--- Supplied entries Enclosed Below ---

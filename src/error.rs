//! @acp:module "Errors"
//! @acp:summary "Error types shared by the questionnaire, composer and version history"
//! @acp:domain core
//! @acp:layer model

use thiserror::Error;

use crate::document::DocumentType;

/// Errors returned by library operations
#[derive(Debug, Error)]
pub enum PolicyError {
    /// Malformed or missing input to a public operation
    #[error("{operation}: {message}")]
    Validation {
        operation: &'static str,
        message: String,
    },

    /// Requested version or document does not exist
    #[error("{what} not found")]
    NotFound { what: String },

    /// Persistence write failed for a reason other than "value unchanged"
    #[error("failed to save '{key}': {reason}")]
    Save { key: String, reason: String },

    /// Template or section content unavailable
    #[error("content unavailable for {resource}: {reason}")]
    ContentLoad { resource: String, reason: String },

    /// Stored revision moved since the caller last read the document
    #[error("{document_type} was modified concurrently (expected revision {expected}, found {actual})")]
    Conflict {
        document_type: DocumentType,
        expected: u64,
        actual: u64,
    },

    #[error("I/O error: {0}")]
    Io(#[from] std::io::Error),

    #[error("JSON error: {0}")]
    Json(#[from] serde_json::Error),

    #[error("YAML error: {0}")]
    Yaml(#[from] serde_yaml::Error),

    #[cfg(feature = "sqlite")]
    #[error("SQLite error: {0}")]
    Sqlite(#[from] rusqlite::Error),
}

impl PolicyError {
    pub fn validation(operation: &'static str, message: impl Into<String>) -> Self {
        PolicyError::Validation {
            operation,
            message: message.into(),
        }
    }

    pub fn not_found(what: impl Into<String>) -> Self {
        PolicyError::NotFound { what: what.into() }
    }

    pub fn save(key: impl Into<String>, reason: impl ToString) -> Self {
        PolicyError::Save {
            key: key.into(),
            reason: reason.to_string(),
        }
    }

    pub fn content(resource: impl Into<String>, reason: impl ToString) -> Self {
        PolicyError::ContentLoad {
            resource: resource.into(),
            reason: reason.to_string(),
        }
    }

    /// True for errors a caller can fix by changing its input
    pub fn is_user_error(&self) -> bool {
        matches!(
            self,
            PolicyError::Validation { .. } | PolicyError::NotFound { .. } | PolicyError::Conflict { .. }
        )
    }
}

pub type Result<T> = std::result::Result<T, PolicyError>;

#[cfg(test)]
mod tests {
    use super::*;

    #[test]
    fn test_messages_carry_context() {
        let err = PolicyError::not_found("version 7 of privacy_policy");
        assert_eq!(err.to_string(), "version 7 of privacy_policy not found");

        let err = PolicyError::Conflict {
            document_type: DocumentType::CookiePolicy,
            expected: 2,
            actual: 3,
        };
        assert!(err.to_string().contains("cookie_policy"));
        assert!(err.is_user_error());
    }

    #[test]
    fn test_save_error_is_not_user_error() {
        let err = PolicyError::save("answers", "disk full");
        assert_eq!(err.to_string(), "failed to save 'answers': disk full");
        assert!(!err.is_user_error());
    }
}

--- End of Enclosed Supplied entries ---

Your objective: Set down exactly the line with "assert!(err.is_user_error());" and each line after it up to the end of the records, adding nothing.

Answer area:
        assert!(err.is_user_error());
    }

    #[test]
    fn test_save_error_is_not_user_error() {
        let err = PolicyError::save("answers", "disk full");
        assert_eq!(err.to_string(), "failed to save 'answers': disk full");
        assert!(!err.is_user_error());
    }
}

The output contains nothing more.